I run the same pattern for memory — agents write their own memories, I do not edit them — and it works for the same reason. A store with one author per record is coherent. A store with two authors is a merge conflict waiting to be ignored.

What the system is, and is not

The test I find most useful is this. If a piece of information would still be true and useful two weeks from now regardless of what the session was doing today, it is memory. If it is only meaningful as "where did I leave off," it is project_state. "Steve prefers terse responses" is memory. "Half-finished refactor of X.php, blocked on Lamb's review" is project state. "The Pi disk historically fills up around update time" is memory. "Currently mid-debug on the backup-watcher cron, suspect the regex is wrong" is project state.

The two systems look superficially similar — both are persistent stores of textual state, both load at session start, both are written by the agent. They are not the same system, and the failure mode of conflating them is that memory fills with operational chatter and the agent stops trusting any of it.
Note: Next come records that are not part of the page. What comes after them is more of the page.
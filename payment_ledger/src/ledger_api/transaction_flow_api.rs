use std::{fmt::Debug, time::Duration};

use log::*;

use crate::{
    authorization::{AuthContext, SCOPE_TRANSACTIONS_WRITE},
    config::{LedgerConfig, DEFAULT_GATEWAY_TIMEOUT_MS},
    db_types::{
        Amount,
        AttemptFingerprint,
        GroupId,
        MerchantId,
        PendingTransaction,
        TransactionId,
        TransactionMetadata,
        TransactionType,
        VoidTarget,
    },
    events::{EventProducers, GroupClosedEvent, TransactionRecordedEvent},
    helpers::group_id_for_root,
    ledger_api::{
        errors::LedgerApiError,
        group_state::{FollowOnOperation, GroupRoot, GroupState, GroupStatus},
        mutation_coordinator::{MutationCoordinator, MutationOutcome},
        transaction_objects::{
            AuthorizeRequest,
            CaptureRequest,
            OperationResponse,
            PreNoteRequest,
            RefundRequest,
            SaleRequest,
            VoidRequest,
        },
    },
    traits::{GatewayRequest, GroupLock, LedgerStore, PaymentGateway},
};

/// `TransactionFlowApi` handles the five mutating payment operations (plus pre-notes).
///
/// Root operations (authorize, sale, pre-note) open a new group and need no lock, since nothing else can refer to a
/// group before its root exists. Follow-on operations (capture, void, refund) run entirely inside the group's lock:
/// the state they check is the state they act on.
pub struct TransactionFlowApi<B, G> {
    db: B,
    gateway: G,
    producers: EventProducers,
    coordinator: MutationCoordinator,
}

impl<B, G> Debug for TransactionFlowApi<B, G> {
    fn fmt(&self, f: &mut std::fmt::Formatter<'_>) -> std::fmt::Result {
        write!(f, "TransactionFlowApi")
    }
}

impl<B, G> TransactionFlowApi<B, G> {
    pub fn new(db: B, gateway: G, producers: EventProducers) -> Self {
        let coordinator = MutationCoordinator::new(Duration::from_millis(DEFAULT_GATEWAY_TIMEOUT_MS));
        Self { db, gateway, producers, coordinator }
    }

    pub fn with_config(mut self, config: &LedgerConfig) -> Self {
        self.coordinator = MutationCoordinator::new(config.gateway_timeout);
        self
    }

    pub fn with_gateway_timeout(mut self, timeout: Duration) -> Self {
        self.coordinator = MutationCoordinator::new(timeout);
        self
    }

    pub fn db(&self) -> &B {
        &self.db
    }

    pub fn db_mut(&mut self) -> &mut B {
        &mut self.db
    }

    pub fn gateway(&self) -> &G {
        &self.gateway
    }
}

/// What a follow-on request asks for, before the group state is consulted.
enum FollowOnKind {
    Capture(Amount),
    Refund(Amount),
    Void(VoidTarget),
}

impl FollowOnKind {
    fn transaction_type(&self) -> TransactionType {
        match self {
            FollowOnKind::Capture(_) => TransactionType::Capture,
            FollowOnKind::Refund(_) => TransactionType::Refund,
            FollowOnKind::Void(_) => TransactionType::Void,
        }
    }

    fn requested_amount(&self) -> Option<Amount> {
        match self {
            FollowOnKind::Capture(amount) | FollowOnKind::Refund(amount) => Some(*amount),
            FollowOnKind::Void(_) => None,
        }
    }

    fn void_target(&self) -> Option<VoidTarget> {
        match self {
            FollowOnKind::Void(target) => Some(target.clone()),
            _ => None,
        }
    }
}

impl<B, G> TransactionFlowApi<B, G>
where
    B: LedgerStore,
    G: PaymentGateway,
{
    /// Places a hold on the customer's funds. Opens a new group.
    pub async fn authorize(
        &self,
        ctx: &AuthContext,
        request: AuthorizeRequest,
    ) -> Result<OperationResponse, LedgerApiError> {
        request.validate()?;
        let merchant_id = self.resolve_merchant(ctx, request.merchant_id.as_ref())?;
        let metadata = TransactionMetadata::Auth { session_id: request.session_id };
        let pending = PendingTransaction {
            group_id: group_id_for_root(&request.id),
            id: request.id,
            merchant_id,
            customer_id: request.customer_id,
            amount: request.amount,
            currency: request.currency,
            metadata,
        };
        self.record_root(pending).await
    }

    /// Authorizes and captures in a single step. Opens a new group.
    pub async fn sale(&self, ctx: &AuthContext, request: SaleRequest) -> Result<OperationResponse, LedgerApiError> {
        request.validate()?;
        let merchant_id = self.resolve_merchant(ctx, request.merchant_id.as_ref())?;
        let metadata = TransactionMetadata::Sale { session_id: request.session_id };
        let pending = PendingTransaction {
            group_id: group_id_for_root(&request.id),
            id: request.id,
            merchant_id,
            customer_id: request.customer_id,
            amount: request.amount,
            currency: request.currency,
            metadata,
        };
        self.record_root(pending).await
    }

    /// Zero-amount account verification. Opens a group that admits no follow-on operations.
    pub async fn pre_note(
        &self,
        ctx: &AuthContext,
        request: PreNoteRequest,
    ) -> Result<OperationResponse, LedgerApiError> {
        request.validate()?;
        let merchant_id = self.resolve_merchant(ctx, request.merchant_id.as_ref())?;
        let metadata = TransactionMetadata::PreNote { session_id: request.session_id };
        let pending = PendingTransaction {
            group_id: group_id_for_root(&request.id),
            id: request.id,
            merchant_id,
            customer_id: request.customer_id,
            amount: Amount::ZERO,
            currency: request.currency,
            metadata,
        };
        self.record_root(pending).await
    }

    /// Settles part or all of the group's open authorization.
    pub async fn capture(
        &self,
        ctx: &AuthContext,
        request: CaptureRequest,
    ) -> Result<OperationResponse, LedgerApiError> {
        request.validate()?;
        let merchant_id = self.resolve_merchant(ctx, request.merchant_id.as_ref())?;
        let kind = FollowOnKind::Capture(request.amount);
        self.record_follow_on(&request.id, &request.group_id, merchant_id, kind).await
    }

    /// Reverses the open authorization, or one unsettled capture, as named by the request's target.
    pub async fn void(&self, ctx: &AuthContext, request: VoidRequest) -> Result<OperationResponse, LedgerApiError> {
        request.validate()?;
        let merchant_id = self.resolve_merchant(ctx, request.merchant_id.as_ref())?;
        let kind = FollowOnKind::Void(request.target);
        self.record_follow_on(&request.id, &request.group_id, merchant_id, kind).await
    }

    /// Returns captured funds to the customer.
    pub async fn refund(&self, ctx: &AuthContext, request: RefundRequest) -> Result<OperationResponse, LedgerApiError> {
        request.validate()?;
        let merchant_id = self.resolve_merchant(ctx, request.merchant_id.as_ref())?;
        let kind = FollowOnKind::Refund(request.amount);
        self.record_follow_on(&request.id, &request.group_id, merchant_id, kind).await
    }

    fn resolve_merchant(
        &self,
        ctx: &AuthContext,
        requested: Option<&MerchantId>,
    ) -> Result<MerchantId, LedgerApiError> {
        ctx.require_scope(SCOPE_TRANSACTIONS_WRITE)?;
        let merchant_id = ctx.resolve_merchant_id(requested)?;
        ctx.check_allow_list(&merchant_id)?;
        trace!("🔐️ {} {} acts for merchant {merchant_id}", ctx.actor_type(), ctx.actor_id());
        Ok(merchant_id)
    }

    async fn record_root(&self, pending: PendingTransaction) -> Result<OperationResponse, LedgerApiError> {
        let request = GatewayRequest {
            operation: pending.transaction_type().into(),
            amount: pending.amount,
            currency: pending.currency.clone(),
            operation_reference: None,
            transaction_id: pending.id.clone(),
        };
        let mut writer = self.db.clone();
        let outcome = self.coordinator.create_transaction(&mut writer, pending, || self.gateway.process(request)).await?;
        self.publish(&outcome, None).await;
        Ok(OperationResponse::from(&outcome.transaction))
    }

    async fn record_follow_on(
        &self,
        id: &TransactionId,
        group_id: &GroupId,
        merchant_id: MerchantId,
        kind: FollowOnKind,
    ) -> Result<OperationResponse, LedgerApiError> {
        let mut lock = self.db.lock_group(group_id).await?;
        let result = self.follow_on_under_lock(&mut lock, id, group_id, merchant_id, kind).await;
        if let Err(e) = lock.release().await {
            warn!("🔄️ Could not release the lock on group {group_id}: {e}. It will lapse on its own.");
        }
        let (outcome, transition) = result?;
        if let Some((root, before, after)) = &transition {
            self.publish(&outcome, Some((root, *before, *after))).await;
        }
        Ok(OperationResponse::from(&outcome.transaction))
    }

    /// Validates and records a follow-on operation. Replays come back with no status transition.
    async fn follow_on_under_lock(
        &self,
        lock: &mut B::Lock,
        id: &TransactionId,
        group_id: &GroupId,
        merchant_id: MerchantId,
        kind: FollowOnKind,
    ) -> Result<(MutationOutcome, Option<(GroupRoot, GroupStatus, GroupStatus)>), LedgerApiError> {
        let transaction_type = kind.transaction_type();
        let transactions = lock.transactions().await?;
        let mut state = GroupState::compute(&transactions);
        // A missing group and somebody else's group must be indistinguishable
        let root = match state.root() {
            Some(root) if root.merchant_id == merchant_id => root.clone(),
            Some(_) => {
                warn!("🔄️ {transaction_type} {id}: merchant {merchant_id} does not own group {group_id}");
                return Err(LedgerApiError::NotFound);
            },
            None => {
                debug!("🔄️ {transaction_type} {id}: group {group_id} does not exist");
                return Err(LedgerApiError::NotFound);
            },
        };
        let fingerprint = AttemptFingerprint {
            group_id: group_id.clone(),
            merchant_id: merchant_id.clone(),
            transaction_type,
            amount: kind.requested_amount(),
            currency: Some(root.currency.clone()),
            void_target: kind.void_target(),
        };
        // Replays take precedence over the state checks, which a recorded attempt may no longer pass
        if let Some(existing) = self.coordinator.replay(lock, id, &fingerprint).await? {
            return Ok((MutationOutcome { transaction: existing, inserted: false }, None));
        }
        let (amount, operation) = Self::plan_follow_on(&state, kind)?;
        let operation_reference = state.reference_for_operation(&operation);
        if operation_reference.is_none() {
            warn!("🔄️ {transaction_type} {id}: group {group_id} has no gateway reference to chain from");
        }
        let metadata = match &operation {
            FollowOnOperation::Capture => TransactionMetadata::Capture,
            FollowOnOperation::Refund => TransactionMetadata::Refund,
            FollowOnOperation::Void(target) => TransactionMetadata::Void { target: target.clone() },
        };
        let pending = PendingTransaction {
            id: id.clone(),
            group_id: group_id.clone(),
            merchant_id,
            customer_id: root.customer_id.clone(),
            amount,
            currency: root.currency.clone(),
            metadata,
        };
        let request = GatewayRequest {
            operation: transaction_type.into(),
            amount,
            currency: root.currency.clone(),
            operation_reference,
            transaction_id: id.clone(),
        };
        let status_before = state.status();
        let outcome = self.coordinator.create_transaction(lock, pending, || self.gateway.process(request)).await?;
        if outcome.inserted {
            state.apply(&outcome.transaction);
        }
        let status_after = state.status();
        Ok((outcome, Some((root, status_before, status_after))))
    }

    /// Checks the request against the group state and works out the amount the operation moves.
    fn plan_follow_on(state: &GroupState, kind: FollowOnKind) -> Result<(Amount, FollowOnOperation), LedgerApiError> {
        match kind {
            FollowOnKind::Capture(amount) => {
                if state.can_capture(amount) {
                    Ok((amount, FollowOnOperation::Capture))
                } else {
                    Err(LedgerApiError::StateConflict(format!(
                        "a capture of {amount} exceeds the remaining authorization of {}",
                        state.remaining_authorization()
                    )))
                }
            },
            FollowOnKind::Refund(amount) => {
                if state.can_refund(amount) {
                    Ok((amount, FollowOnOperation::Refund))
                } else {
                    Err(LedgerApiError::StateConflict(format!(
                        "a refund of {amount} exceeds the refundable amount of {}",
                        state.refundable_amount()
                    )))
                }
            },
            FollowOnKind::Void(target) => match state.void_amount(&target) {
                Some(amount) if state.can_void_target(&target) => Ok((amount, FollowOnOperation::Void(target))),
                _ => Err(LedgerApiError::StateConflict(format!("the {target} cannot be voided"))),
            },
        }
    }

    async fn publish(&self, outcome: &MutationOutcome, transition: Option<(&GroupRoot, GroupStatus, GroupStatus)>) {
        if !outcome.inserted {
            return;
        }
        let tx = &outcome.transaction;
        debug!("📬️ Notifying transaction recorded hook subscribers of {}", tx.id);
        self.producers.publish_transaction_recorded(TransactionRecordedEvent::new(tx.clone())).await;
        if let Some((root, before, after)) = transition {
            if !before.is_terminal() && after.is_terminal() {
                info!("🔄️ Group {} is now {after}", tx.group_id);
                let event = GroupClosedEvent::new(tx.group_id.clone(), root.merchant_id.clone(), after);
                self.producers.publish_group_closed(event).await;
            }
        }
    }
}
None of this is exotic. The whole machine is a database table, a small skill the agent invokes mid-session, a close hook that adds metadata, a fallback cron for sessions that crash, and a hook on session start that injects the last two substantive rows. That is the entire system. It has been running across the fleet for a couple of weeks now, and the most useful thing about it is the most boring thing: when I open a fresh session with any agent in the fleet, the first thing I see is what it was doing the last time I spoke to it. Sometimes I had forgotten. The agent had not — because the agent before it wrote it down on the way out.

Memory tells you what is true. project_state tells you where you stopped. Build them as separate systems, give each one its own discipline, and the fleet stops drifting.